FOXM1 is recruited indirectly via the MMB complex to CHR elements. (A and B) GST pulldown assay using the indicated GST-FOXM1 fusion proteins and total cell extracts from U2OS cells. Ethidium bromide (EtBr) was added to the GST pulldown reactions where indicated. Interacting LIN9 and B-MYB proteins were revealed by Western blotting (upper panels) and Coomassie or Ponceau S stained input GST fusion proteins are shown below. A total of 3% cell lysate input is shown (lane 1). Arrows represent bands corresponding to full-length GST fusion proteins. Asterisks indicate a cross-reacting GST fusion protein band. (C) Coimmunoprecipitation (IP) analysis from U2OS cells expressing the indicated Flag-tagged FOXM1 fusion proteins. Precipitated and coprecipitated proteins were detected by immunoblotting with the indicated antibodies (left). A total of 3% cell lysate input is shown (lanes 1 to 3). (D) FOXM1(Δ1-116) is localized to the nucleus. U2OS cells were transfected with plasmids encoding Flag-tagged version of full-length wild-type (WT) and a Δ1-116 version of FOXM1, and expression was detected by immunofluorescence with anti-Flag antibody. Nuclei are revealed by using DAPI (4′,6′-diamidino-2-phenylindole) staining.

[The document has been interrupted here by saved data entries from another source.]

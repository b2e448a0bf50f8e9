pub mod adapter;
pub mod cli;
pub mod clock;
pub mod config;
pub mod display;
pub mod form;
pub mod http;
pub mod metrics_server;
pub mod model;
pub mod observability;
pub mod record;
pub mod service;
pub mod variant;

pub use adapter::{EstimateAdapter, InferenceFailure};
pub use record::{build, BuildError, RawInputs, TimeSelection};
pub use service::{EstimateError, Estimator};
pub use variant::{OutputTransform, Variant};
use tracing_subscriber::{filter::Directive, EnvFilter};

/// Install the global fmt subscriber on stderr. This crate logs at `info`;
/// other targets follow `RUST_LOG`.
pub fn init_tracing() {
    let mut filter = EnvFilter::from_default_env();
    if let Ok(directive) = "estimator_service=info".parse::<Directive>() {
        filter = filter.add_directive(directive);
    }

    tracing_subscriber::fmt()
        .with_env_filter(filter)
        .with_target(false)
        .with_writer(std::io::stderr)
        .init();
}
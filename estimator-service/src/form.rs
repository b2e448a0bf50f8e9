use energy_client::{BuildingInputs, WeatherInputs};
use serde::{Deserialize, Serialize};

use crate::{
    record::{RawInputs, TimeSelection},
    variant::Variant,
};

#[derive(thiserror::Error, Debug, Clone, PartialEq)]
pub enum FormError {
    #[error("{field} must be between {min} and {max}, got {value}")]
    OutOfRange {
        field: &'static str,
        value: f64,
        min: f64,
        max: f64,
    },
    #[error("the {0} variant requires a schedule (hour, month, active_hours_per_day)")]
    MissingSchedule(Variant),
}

/// Hour and month the estimate is for, plus how many hours a day the
/// building draws that load.
#[derive(Debug, Clone, PartialEq, Serialize, Deserialize)]
pub struct Schedule {
    #[serde(flatten)]
    pub selection: TimeSelection,
    #[serde(default = "default_active_hours")]
    pub active_hours_per_day: u8,
}

fn default_active_hours() -> u8 {
    10
}

impl Default for Schedule {
    fn default() -> Self {
        Self {
            selection: TimeSelection {
                hour: "12 AM".to_string(),
                month: "January".to_string(),
            },
            active_hours_per_day: default_active_hours(),
        }
    }
}

/// Everything the estimate form submits. Missing sections take the form's
/// initial widget values.
#[derive(Debug, Clone, PartialEq, Serialize, Deserialize)]
#[serde(default)]
pub struct FormInputs {
    pub building: BuildingInputs,
    pub weather: WeatherInputs,
    pub schedule: Option<Schedule>,
}

impl Default for FormInputs {
    fn default() -> Self {
        Self {
            building: BuildingInputs::default(),
            weather: WeatherInputs::default(),
            schedule: Some(Schedule::default()),
        }
    }
}

impl FormInputs {
    pub fn raw_inputs(&self) -> RawInputs<'_> {
        RawInputs {
            building: &self.building,
            weather: &self.weather,
            selection: self.schedule.as_ref().map(|s| &s.selection),
        }
    }

    pub fn active_hours_per_day(&self) -> Option<u8> {
        self.schedule.as_ref().map(|s| s.active_hours_per_day)
    }
}

fn in_range(field: &'static str, value: f64, min: f64, max: f64) -> Result<(), FormError> {
    // NaN fails the containment check as well.
    if (min..=max).contains(&value) {
        Ok(())
    } else {
        Err(FormError::OutOfRange {
            field,
            value,
            min,
            max,
        })
    }
}

/// Enforce the ranges the form widgets allow.
///
/// Categorical labels are not checked here; the record builder rejects
/// labels outside the encoding tables.
pub fn validate_form(form: &FormInputs, variant: Variant) -> Result<(), FormError> {
    let b = &form.building;
    in_range("site_id", f64::from(b.site_id), 0.0, 16.0)?;
    in_range("square_feet", f64::from(b.square_feet), 300.0, 500_000.0)?;
    in_range("year_built", f64::from(b.year_built), 1900.0, 2025.0)?;
    in_range("floor_count", f64::from(b.floor_count), 1.0, 100.0)?;

    let w = &form.weather;
    in_range("air_temperature", w.air_temperature, -30.0, 50.0)?;
    in_range("cloud_coverage", w.cloud_coverage, 0.0, 9.0)?;
    in_range("dew_temperature", w.dew_temperature, -30.0, 30.0)?;
    in_range("precip_depth_1_hr", w.precip_depth_1_hr, 0.0, 100.0)?;
    in_range("sea_level_pressure", w.sea_level_pressure, 900.0, 1100.0)?;
    in_range("wind_direction", w.wind_direction, 0.0, 360.0)?;
    in_range("wind_speed", w.wind_speed, 0.0, 50.0)?;

    if !variant.derives_monthly() {
        return Ok(());
    }
    match &form.schedule {
        Some(s) => in_range("active_hours_per_day", f64::from(s.active_hours_per_day), 1.0, 24.0),
        None => Err(FormError::MissingSchedule(variant)),
    }
}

A merge of the two stains is shown on the right. (E) ChIP assays of transiently transfected Flag-tagged FOXM1 in HEK293T cells. Cells were transfected with empty vector or wild-type (WT) or mutant (Δ1-116/ΔN) versions of FOXM1 prior to ChIP for Flag-tagged FOXM1 on the indicated genes. Expression levels were revealed by Western analysis with anti-flag antibody (inset). The data are the averages of two independent experiments. (F) Model showing recruitment of FOXM1 to the CHR element through MMB complex binding. FOXM1 is linked to the cell cycle through activation by cell cycle-regulated kinases.